Emsal Mahkeme Kararı İstanbul Anadolu 10. Asliye Ticaret Mahkemesi 2018/1079 E. 2019/454 K. 25.06.2019 T.

Görüntülediğiniz mahkeme kararı kesinleşmiş bir karardır.

T.C. İstanbul Anadolu 10. ASLİYE TİCARET MAHKEMESİ
ESAS NO : 2018/1079
KARAR NO : 2019/454
DAVA : Alacak (Hizmet Sözleşmesinden Kaynaklanan)
DAVA TARİHİ: 29/12/2018
KARAR TARİHİ: 25/06/2019
Mahkememize tevzi edilen dava dilekçesi mahkememiz esasının yukarıda belirtilen sırasına kaydedilip incelenmesinde;
GEREĞİ DÜŞÜNÜLDÜ:
DAVA :
Davacı vekili dava dilekçesinde özetle, davacı şirket ile davalı site arasında temizlik hizmeti sağlanması hususunda 01.04.2012 tarihli hizmet sözleşmesinin imzalandığını, hizmet sözleşmesinin 5.maddesinde sözleşme süresinin belirlendiğini, sözleşmenin 01.04.2012-01.04.2013 tarihleri arasında geçerli olduğunu, sözleşmenin sona erme tarihinden itibaren 15 gün önce yazılı olarak haber verilmediği takdirde sözleşmenin otomatik olarak bir yıl daha uzayacağını kararlaştırdıklarını, müvekkil şirketin sözleşmeden doğan sorumlulukları yerine getirdiğini, ancak davalının noter aracılığı ile sözleşmeyi tek taraflı olarak fesih ettiğini , müvekkilinin cevabi ihtarda bulunduğunu, davacı şirkete davalı tarafından bu veya benzeri hususlarda yapılmış herhangi bir yazılı bildirimde bulunulmadığını, haksız feshin nedeninin müvekkil şirket bünyesinde çalışan personellerin site personel kadrosuna geçişinin sağlanmasının olduğunu, müvekkil şirketin sözleşmede kararlaştırıldığı üzere davalı site temizlik ve servis personeli olarak 4 adet personel istihdam ettiğini, davalı tarafından müvekkil şirkete aylık ödenmesi kararlaştırılan 5.959,06 TL+KDV ve buna ek olarak asgari ücret artış oranında yükseltilmesi suretiyle tespit edilecek rakam olduğunu, sözleşmenin davalı tarafça 01.11.2013 tarihinden itibaren geçerli olmak üzere fesih edildiğini, bu nedenlerle davanın kabulü ile sözleşmenin haksız feshinden dolayı uğranılan 13.176,2 TL kâr kaybının sözleşmenin feshi tarihinden itibaren en yüksek mevduat faiz oranı hesaplanarak davalı yandan alınarak davacıya ödenmesine, yargılama giderleri ve vekalet ücretinin davalı tarafa yükletilmesine karar verilmesini talep ve dava etmiştir .

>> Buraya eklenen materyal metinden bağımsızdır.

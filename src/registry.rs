//! Registry actor implementation
//!
//! The central actor that owns the mapping of connected users. All
//! registry reads and writes go through its event loop, so no lock is
//! needed: events are processed one at a time, in receipt order, and
//! message delivery to each recipient happens in that same order.

use std::collections::HashMap;

use tokio::sync::{mpsc, oneshot};
use tracing::{debug, info};

use crate::client::Client;
use crate::error::AppError;
use crate::message::Message;
use crate::types::UserName;

/// Events sent from connection handlers to the registry actor
#[derive(Debug)]
pub enum RegistryEvent {
    /// Deliver a formatted line, directed or broadcast
    Deliver(Message),
    /// Register a newly connected client
    Admit {
        client: Client,
        reply: oneshot::Sender<Admission>,
    },
    /// Forcibly remove a client and close its connection
    Kick { name: UserName },
    /// Voluntary leave; the handler closes the connection itself
    Remove { name: UserName },
    /// Read-only snapshot of the registry for command handling
    Roster {
        reply: oneshot::Sender<Vec<RosterEntry>>,
    },
}

/// Reply to an `Admit` event
#[derive(Debug, Clone, Copy, PartialEq, Eq)]
pub enum Admission {
    /// Admitted; `is_admin` is true for the first client ever admitted
    Admitted { is_admin: bool },
    /// Another client is already registered under this name
    NameTaken,
}

/// One row of the registry snapshot served to commands
#[derive(Debug, Clone)]
pub struct RosterEntry {
    pub name: UserName,
    pub addr: std::net::SocketAddr,
    pub connected_at: chrono::DateTime<chrono::Local>,
}

/// The registry actor
///
/// Owns the only mapping from user name to connected client; membership
/// in that map is the single source of truth for "currently connected".
/// Reachable solely through `RegistryEvent` messages.
pub struct Registry {
    /// All connected clients, keyed by display name
    clients: HashMap<UserName, Client>,
    /// Set when the first client ever is admitted and never reset, so
    /// the admin role is not handed out again after the admin leaves
    admin_assigned: bool,
    /// Event receiver channel
    events: mpsc::Receiver<RegistryEvent>,
}

impl Registry {
    /// Create a new registry actor with the given event receiver
    pub fn new(events: mpsc::Receiver<RegistryEvent>) -> Self {
        Self {
            clients: HashMap::new(),
            admin_assigned: false,
            events,
        }
    }

    /// Run the event loop
    ///
    /// Processes events until all senders are dropped. Never fails:
    /// missing names are no-ops and closed outbound queues are ignored.
    pub async fn run(mut self) {
        info!("registry actor started");

        while let Some(event) = self.events.recv().await {
            self.handle_event(event);
        }

        info!("registry actor shutting down");
    }

    fn handle_event(&mut self, event: RegistryEvent) {
        match event {
            RegistryEvent::Deliver(msg) => self.handle_deliver(msg),
            RegistryEvent::Admit { client, reply } => self.handle_admit(client, reply),
            RegistryEvent::Kick { name } => self.handle_kick(name),
            RegistryEvent::Remove { name } => self.handle_remove(name),
            RegistryEvent::Roster { reply } => {
                let _ = reply.send(self.roster());
            }
        }
    }

    /// Push a line onto the recipient queue(s)
    fn handle_deliver(&mut self, msg: Message) {
        let Message { text, from, to } = msg;
        match to {
            // Recipient may have vanished since the sender looked it up;
            // that is a tolerated race, not an error.
            Some(to) => {
                if let Some(client) = self.clients.get(&to) {
                    client.push(text);
                }
            }
            None => {
                for (name, client) in &self.clients {
                    if from.as_ref() != Some(name) {
                        client.push(text.clone());
                    }
                }
            }
        }
    }

    /// Insert a new client, rejecting duplicate names atomically
    fn handle_admit(&mut self, mut client: Client, reply: oneshot::Sender<Admission>) {
        if self.clients.contains_key(&client.name) {
            let _ = reply.send(Admission::NameTaken);
            return;
        }

        client.is_admin = !self.admin_assigned;
        self.admin_assigned = true;

        let admission = Admission::Admitted {
            is_admin: client.is_admin,
        };
        info!(
            "user [{}] admitted ({} connected)",
            client.name,
            self.clients.len() + 1
        );
        self.clients.insert(client.name.clone(), client);
        let _ = reply.send(admission);
    }

    /// Forced removal: close the queue and wake the session's read loop
    fn handle_kick(&mut self, name: UserName) {
        // Kicking an absent name is a no-op
        if let Some(client) = self.clients.remove(&name) {
            info!("user [{}] kicked", name);
            // Dropping the client closes its outbound queue, ending the
            // writer once queued notices are flushed; the shutdown signal
            // wakes the read loop so both socket halves get dropped.
            let _ = client.shutdown.send(());
        }
    }

    /// Voluntary removal: close the queue, leave the socket to the handler
    fn handle_remove(&mut self, name: UserName) {
        if self.clients.remove(&name).is_some() {
            debug!("user [{}] removed ({} connected)", name, self.clients.len());
        }
    }

    fn roster(&self) -> Vec<RosterEntry> {
        self.clients
            .values()
            .map(|client| RosterEntry {
                name: client.name.clone(),
                addr: client.addr,
                connected_at: client.connected_at,
            })
            .collect()
    }
}

/// Queue a delivery with the registry actor
pub async fn deliver(
    events: &mpsc::Sender<RegistryEvent>,
    msg: Message,
) -> Result<(), AppError> {
    events
        .send(RegistryEvent::Deliver(msg))
        .await
        .map_err(|_| AppError::RegistryClosed)
}

/// Fetch a point-in-time snapshot of the registry
pub async fn roster(events: &mpsc::Sender<RegistryEvent>) -> Result<Vec<RosterEntry>, AppError> {
    let (reply_tx, reply_rx) = oneshot::channel();
    events
        .send(RegistryEvent::Roster { reply: reply_tx })
        .await
        .map_err(|_| AppError::RegistryClosed)?;
    reply_rx.await.map_err(|_| AppError::RegistryClosed)
}
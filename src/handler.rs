//! Connection handling
//!
//! One task per accepted connection runs `handle_connection` for the full
//! session lifecycle: identity handshake, admission, greeting, and the
//! line-read loop. One more task per admitted client runs `client_writer`,
//! draining that client's outbound queue to the socket.

use tokio::io::{AsyncBufReadExt, AsyncReadExt, AsyncWriteExt, BufReader};
use tokio::net::tcp::OwnedWriteHalf;
use tokio::net::TcpStream;
use tokio::sync::{mpsc, oneshot};
use tracing::{debug, info, warn};

use crate::client::Client;
use crate::command::{self, Session};
use crate::error::AppError;
use crate::message::Message;
use crate::registry::{self, Admission, RegistryEvent};
use crate::types::{UserName, HANDSHAKE_LEN};

/// Rejection line sent when the requested name is already registered
const NAME_TAKEN_LINE: &str = "irc-server > Another user already exists with the same username\n";

/// Handle one accepted connection
///
/// Reads the identity handshake, admits the client with the registry,
/// runs the session until the peer disconnects, errors, or is kicked.
pub async fn handle_connection(
    stream: TcpStream,
    events: mpsc::Sender<RegistryEvent>,
) -> Result<(), AppError> {
    let addr = stream.peer_addr()?;
    let (read_half, mut write_half) = stream.into_split();
    let mut reader = BufReader::new(read_half);

    // Identity handshake: a fixed-size frame carrying the requested name,
    // no acknowledgement.
    let mut frame = [0u8; HANDSHAKE_LEN];
    reader.read_exact(&mut frame).await?;
    let name = UserName::from_handshake(&frame);

    let (outbound_tx, outbound_rx) = mpsc::unbounded_channel();
    let (shutdown_tx, mut shutdown_rx) = oneshot::channel();
    let client = Client::new(name.clone(), outbound_tx, addr, shutdown_tx);

    let (reply_tx, reply_rx) = oneshot::channel();
    events
        .send(RegistryEvent::Admit {
            client,
            reply: reply_tx,
        })
        .await
        .map_err(|_| AppError::RegistryClosed)?;

    let is_admin = match reply_rx.await.map_err(|_| AppError::RegistryClosed)? {
        Admission::NameTaken => {
            // Rejected at the edge: one notice, then the session ends.
            // The client registered under this name is unaffected.
            warn!("rejected duplicate user [{}] from {}", name, addr);
            write_half.write_all(NAME_TAKEN_LINE.as_bytes()).await?;
            return Ok(());
        }
        Admission::Admitted { is_admin } => is_admin,
    };

    tokio::spawn(client_writer(write_half, outbound_rx));

    info!("New connected user [{}]", name);
    registry::deliver(
        &events,
        Message::server_broadcast_excluding(name.clone(), format!("New connected user [{}]", name)),
    )
    .await?;
    registry::deliver(
        &events,
        Message::server_to(name.clone(), "Welcome to the Simple IRC Server"),
    )
    .await?;
    registry::deliver(
        &events,
        Message::server_to(
            name.clone(),
            format!("Your user [{}] is successfully logged", name),
        ),
    )
    .await?;
    if is_admin {
        info!("[{}] was promoted as the channel ADMIN", name);
        registry::deliver(
            &events,
            Message::server_to(name.clone(), "Congrats, you were the first user"),
        )
        .await?;
        registry::deliver(
            &events,
            Message::server_to(name.clone(), "You're the new IRC Server ADMIN"),
        )
        .await?;
    }

    let session = Session {
        name: name.clone(),
        is_admin,
    };
    let mut lines = reader.lines();
    loop {
        tokio::select! {
            result = lines.next_line() => {
                match result {
                    Ok(Some(line)) => {
                        command::dispatch(&line, &session, &events).await?;
                    }
                    // Clean EOF or a dead connection: either way the
                    // session is over, no retry.
                    Ok(None) => break,
                    Err(e) => {
                        debug!("read error for [{}]: {}", name, e);
                        break;
                    }
                }
            }
            _ = &mut shutdown_rx => {
                // Kicked: the registry already removed this client and
                // announced it; dropping the read half finishes the close.
                debug!("session for [{}] force-closed", name);
                return Ok(());
            }
        }
    }

    events
        .send(RegistryEvent::Remove { name: name.clone() })
        .await
        .map_err(|_| AppError::RegistryClosed)?;
    info!("[{}] left", name);
    registry::deliver(
        &events,
        Message::server_broadcast(format!("[{}] left channel", name)),
    )
    .await?;
    Ok(())
}

/// Per-client output pump
///
/// Drains the outbound queue in order, one wire line per item. Ends when
/// the registry closes the queue on removal or kick; anything queued
/// before the close is still flushed. Write errors end the pump early and
/// are otherwise ignored: the dead socket surfaces as a read failure in
/// the connection handler, which owns the teardown.
pub async fn client_writer(mut conn: OwnedWriteHalf, mut outbound: mpsc::UnboundedReceiver<String>) {
    while let Some(line) = outbound.recv().await {
        let mut bytes = line.into_bytes();
        bytes.push(b'\n');
        if conn.write_all(&bytes).await.is_err() {
            break;
        }
    }
}
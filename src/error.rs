//! Error types for the chat server
//!
//! Uses thiserror for ergonomic error definitions. Every error here ends
//! at most one session; the registry actor itself has no failure path.

use thiserror::Error;

/// Application-level errors
#[derive(Debug, Error)]
pub enum AppError {
    /// IO error on the connection (handshake, read, or write)
    #[error("IO error: {0}")]
    Io(#[from] std::io::Error),

    /// The registry actor's event channel is closed (server shutting down)
    #[error("registry channel closed")]
    RegistryClosed,
}
//! Simple IRC Server Library
//!
//! A line-oriented multi-user chat broadcast server built on tokio,
//! using the Actor pattern for state management.
//!
//! # Features
//! - Fixed-size identity handshake, then newline-delimited UTF-8 text
//! - Public broadcasts and private `/msg` messages
//! - `/users`, `/user`, and `/time` informational commands
//! - The first connected client becomes the admin and may `/kick`
//! - Duplicate display names are rejected at admission
//!
//! # Architecture
//! Uses the Actor pattern with `mpsc` channels:
//! - `Registry` is the central actor owning the map of connected users
//! - Each connection has a handler task communicating with the registry
//! - Each admitted client has a writer task draining its outbound queue
//! - No locks needed - all state access goes through message passing
//!
//! # Example
//! ```ignore
//! use tokio::net::TcpListener;
//! use tokio::sync::mpsc;
//! use irc_server::{handle_connection, Registry};
//!
//! #[tokio::main]
//! async fn main() {
//!     let listener = TcpListener::bind("127.0.0.1:9000").await.unwrap();
//!     let (event_tx, event_rx) = mpsc::channel(256);
//!
//!     tokio::spawn(Registry::new(event_rx).run());
//!
//!     while let Ok((stream, _)) = listener.accept().await {
//!         let event_tx = event_tx.clone();
//!         tokio::spawn(handle_connection(stream, event_tx));
//!     }
//! }
//! ```

pub mod client;
pub mod command;
pub mod error;
pub mod handler;
pub mod message;
pub mod registry;
pub mod types;

// Re-export main types for convenience
pub use client::Client;
pub use command::{parse, Command, Session};
pub use error::AppError;
pub use handler::{client_writer, handle_connection};
pub use message::Message;
pub use registry::{Admission, Registry, RegistryEvent, RosterEntry};
pub use types::{UserName, HANDSHAKE_LEN};
// SPDX-License-Identifier: MIT
// Copyright 2026 Roland Dreier <roland@rolandd.dev>

//! Manual sync trigger.

use crate::error::AppError;
use crate::middleware::require_trigger_token;
use crate::AppState;
use axum::{
    extract::State,
    http::StatusCode,
    middleware,
    response::{IntoResponse, Response},
    routing::post,
    Json, Router,
};
use serde::Serialize;
use std::sync::Arc;
#[cfg(feature = "binding-generation")]
use ts_rs::TS;

pub const UPDATE_SUCCESS_MESSAGE: &str = "TikTok videos updated successfully";
pub const UPDATE_FAILURE_MESSAGE: &str = "An error occurred while updating TikTok videos";

pub fn routes(state: Arc<AppState>) -> Router<Arc<AppState>> {
    Router::new()
        .route("/api/tiktok/updateMedia", post(update_media))
        .route_layer(middleware::from_fn_with_state(state, require_trigger_token))
}

#[derive(Serialize)]
#[cfg_attr(feature = "binding-generation", derive(TS))]
#[cfg_attr(
    feature = "binding-generation",
    ts(export, export_to = "web/src/lib/generated/")
)]
pub struct UpdateMediaResponse {
    pub msg: String,
}

#[derive(Serialize)]
#[cfg_attr(feature = "binding-generation", derive(TS))]
#[cfg_attr(
    feature = "binding-generation",
    ts(export, export_to = "web/src/lib/generated/")
)]
pub struct UpdateMediaError {
    pub error: String,
}

/// Run a full sync pass and report success or a generic failure.
async fn update_media(State(state): State<Arc<AppState>>) -> Response {
    tracing::info!("Sync triggered via API");

    match state.sync.sync_all().await {
        Ok(report) => {
            tracing::info!(
                users_updated = report.users_updated,
                videos_written = report.videos_written,
                "Triggered sync finished"
            );
            Json(UpdateMediaResponse {
                msg: UPDATE_SUCCESS_MESSAGE.to_string(),
            })
            .into_response()
        }
        Err(AppError::Conflict(reason)) => {
            tracing::warn!(reason = %reason, "Rejected overlapping sync trigger");
            (StatusCode::CONFLICT, Json(UpdateMediaError { error: reason })).into_response()
        }
        Err(e) => {
            tracing::error!(error = %e, "Triggered sync failed");
            (
                StatusCode::INTERNAL_SERVER_ERROR,
                Json(UpdateMediaError {
                    error: UPDATE_FAILURE_MESSAGE.to_string(),
                }),
            )
                .into_response()
        }
    }
}
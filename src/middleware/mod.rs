// SPDX-License-Identifier: MIT
// Copyright 2026 Roland Dreier <roland@rolandd.dev>

//! Middleware modules (trigger authentication, response headers).

pub mod headers;
pub mod trigger_auth;

pub use headers::add_response_headers;
pub use trigger_auth::require_trigger_token;
//! Aggregate growth statistics.

use crate::error::Result;
use crate::services::StatsSummary;
use crate::AppState;
use axum::{extract::State, routing::get, Json, Router};
use std::sync::Arc;

pub fn routes() -> Router<Arc<AppState>> {
    Router::new().route("/api/stats", get(get_stats))
}

async fn get_stats(State(state): State<Arc<AppState>>) -> Result<Json<StatsSummary>> {
    Ok(Json(state.catalog.stats().await?))
}
//! Periodic sync runs inside the server process.

use crate::error::AppError;
use crate::services::sync::SyncOrchestrator;
use std::sync::Arc;
use std::time::Duration;
use tokio::task::JoinHandle;
use tokio::time::MissedTickBehavior;

/// Longest period accepted for scheduled runs.
pub const MAX_SYNC_PERIOD: Duration = Duration::from_secs(365 * 24 * 60 * 60);

/// `SYNC_INTERVAL_MINUTES` as a tick period, capped at `MAX_SYNC_PERIOD`.
pub fn sync_period(minutes: u64) -> Duration {
    Duration::from_secs(minutes.saturating_mul(60)).min(MAX_SYNC_PERIOD)
}

/// Run `sync_all` every `period`, starting immediately.
///
/// A tick that lands while a run is still going (from here or the trigger
/// endpoint) is skipped rather than queued.
pub fn spawn_periodic_sync(orchestrator: Arc<SyncOrchestrator>, period: Duration) -> JoinHandle<()> {
    tokio::spawn(async move {
        let mut ticker = tokio::time::interval(period);
        ticker.set_missed_tick_behavior(MissedTickBehavior::Skip);

        loop {
            ticker.tick().await;
            match orchestrator.sync_all().await {
                Ok(report) => {
                    tracing::debug!(users_updated = report.users_updated, "Scheduled sync finished")
                }
                Err(AppError::Conflict(_)) => {
                    tracing::info!("Sync already running, skipping scheduled run")
                }
                Err(e) => tracing::error!(error = %e, "Scheduled sync failed"),
            }
        }
    })
}
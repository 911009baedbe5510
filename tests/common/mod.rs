// SPDX-License-Identifier: MIT
// Copyright 2026 Roland Dreier <roland@rolandd.dev>

use async_trait::async_trait;
use chrono::{DateTime, Utc};
use hastok::config::Config;
use hastok::db::MemoryStore;
use hastok::error::{AppError, Result};
use hastok::models::User;
use hastok::routes::create_router;
use hastok::services::{VideoPage, VideoSource};
use hastok::time_utils::ManualClock;
use hastok::AppState;
use serde_json::{json, Value};
use std::collections::HashMap;
use std::sync::{Arc, Mutex};

/// Fixed "now" used by the suites: 2023-11-14T22:13:20Z.
#[allow(dead_code)]
pub fn test_now() -> DateTime<Utc> {
    DateTime::from_timestamp(1_700_000_000, 0).unwrap()
}

/// Video source that replays scripted pages and records every call.
#[derive(Default)]
pub struct ScriptedSource {
    pages: Mutex<HashMap<(String, Option<String>), Option<Value>>>,
    calls: Mutex<Vec<(String, Option<String>)>>,
}

#[allow(dead_code)]
impl ScriptedSource {
    pub fn new() -> Self {
        Self::default()
    }

    /// Serve `body` for this username and cursor.
    pub fn page(&self, username: &str, cursor: Option<&str>, body: Value) {
        self.pages.lock().unwrap().insert(
            (username.to_string(), cursor.map(str::to_string)),
            Some(body),
        );
    }

    /// Fail requests for this username and cursor.
    pub fn fail(&self, username: &str, cursor: Option<&str>) {
        self.pages
            .lock()
            .unwrap()
            .insert((username.to_string(), cursor.map(str::to_string)), None);
    }

    pub fn calls(&self) -> Vec<(String, Option<String>)> {
        self.calls.lock().unwrap().clone()
    }

    pub fn calls_for(&self, username: &str) -> Vec<Option<String>> {
        self.calls()
            .into_iter()
            .filter(|(name, _)| name == username)
            .map(|(_, cursor)| cursor)
            .collect()
    }

    pub fn clear_calls(&self) {
        self.calls.lock().unwrap().clear();
    }
}

#[async_trait]
impl VideoSource for ScriptedSource {
    async fn fetch_page(&self, username: &str, cursor: Option<&str>) -> Result<VideoPage> {
        let key = (username.to_string(), cursor.map(str::to_string));
        self.calls.lock().unwrap().push(key.clone());

        let scripted = self.pages.lock().unwrap().get(&key).cloned();
        match scripted {
            Some(Some(body)) => VideoPage::from_body(body),
            Some(None) => Err(AppError::Upstream("HTTP 502 Bad Gateway: scripted".to_string())),
            None => Err(AppError::Upstream(format!(
                "no scripted page for {username} at {cursor:?}"
            ))),
        }
    }
}

/// Everything a test needs to drive the app.
#[allow(dead_code)]
pub struct TestApp {
    pub router: axum::Router,
    pub state: Arc<AppState>,
    pub store: Arc<MemoryStore>,
    pub source: Arc<ScriptedSource>,
    pub clock: Arc<ManualClock>,
}

/// Create a test app over an in-memory store and a scripted video source.
#[allow(dead_code)]
pub fn create_test_app() -> TestApp {
    create_test_app_with_config(Config::test_default())
}

#[allow(dead_code)]
pub fn create_test_app_with_config(config: Config) -> TestApp {
    let store = Arc::new(MemoryStore::new());
    let source = Arc::new(ScriptedSource::new());
    let clock = Arc::new(ManualClock::new(test_now()));

    let state = Arc::new(AppState::new(
        config,
        store.clone(),
        source.clone(),
        clock.clone(),
    ));

    TestApp {
        router: create_router(state.clone()),
        state,
        store,
        source,
        clock,
    }
}

/// A tracked creator with no sync history.
#[allow(dead_code)]
pub fn user(id: &str, unique_id: &str) -> User {
    User {
        id: id.to_string(),
        unique_id: unique_id.to_string(),
        nickname: None,
        avatar: None,
        followers: 0,
        following: 0,
        hearts: 0,
        videos: 0,
        last_media_updated: None,
        media_interval: Some(60),
        last_video_activity: None,
    }
}

/// One upstream video item.
#[allow(dead_code)]
pub fn video_item(id: &str, create_time: i64, plays: u64) -> Value {
    json!({
        "id": id,
        "createTime": create_time,
        "desc": format!("video {id}"),
        "statsV2": {
            "collectCount": "1",
            "commentCount": "2",
            "playCount": plays.to_string(),
            "shareCount": "3"
        },
        "video": {"cover": format!("https://cdn.example/{id}.jpg"), "duration": 15}
    })
}

/// Upstream page body with an optional cursor.
#[allow(dead_code)]
pub fn page_body(items: Vec<Value>, next_page_id: Option<&str>) -> Value {
    match next_page_id {
        Some(cursor) => json!({"itemList": items, "next_page_id": cursor}),
        None => json!({"itemList": items}),
    }
}

/// Read a response body as JSON.
#[allow(dead_code)]
pub async fn body_json(response: axum::response::Response) -> Value {
    let bytes = axum::body::to_bytes(response.into_body(), 1024 * 1024)
        .await
        .unwrap();
    serde_json::from_slice(&bytes).unwrap()
}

CEVAP: Davalı vekili cevap dilekçesinde özetle ; öncelikle alacak hakkında zamanaşımı defilerinin bulunduğunu, davalı ile ilgili olarak da görev itirazlarının olduğunu, görevli mahkemenin tüketici mahkemesi olduğunu, davacı şirket ile davalı müvekkili arasında imzalanan sözleşmede asıl davacının sözleşmenin edimlerini yerine getirmediğini, iş sözleşmesi yapılan ihtarnamenin tebliğinden sonraki yasal süresi içerisinde usulüne uygun olarak fesih edildiğini, sözleşmesi gereği davacı şirketin hizmet yeri olarak belirtilen ———-adresinde ———— Ada da bulunan tüm blokların ve ortak alanların temizlik işlerinin yerine getirilmesi, mesai saatleri içerisinde çay ve yemek servisinin yapılması ve gündüz saatlerinde verilen hizmetlerin bildirimli ve bildirimsiz denetimini yapmasının kararlaştırıldığını, davacının üstüne düşen yükümlülüklerini sözleşme gereğince ve eksikliklerin giderilmesinin tarafına sayısız kez bildirilmesine rağmen bu durumu düzeltecek bir hiçbir somut adımı atmadığını , ikazlara rağmen edimleri yerine getirmediğini, davacıya sözlü ve yazılı uyarılarda bulunulmasına rağmen bu durumun değişmemesi ve şikayetlerin kesilmemesi üzerine haklı sebeplerinin varlığı ışığında iş bu sözleşmeyi haklı olarak fesih etme zorunluluklarının doğduğunu, bu nedenlerle davanın reddine, yargılama gideri ve vekalet ücretinin davacı üzerinde bırakılmasına karar verilmesini talep etmiştir .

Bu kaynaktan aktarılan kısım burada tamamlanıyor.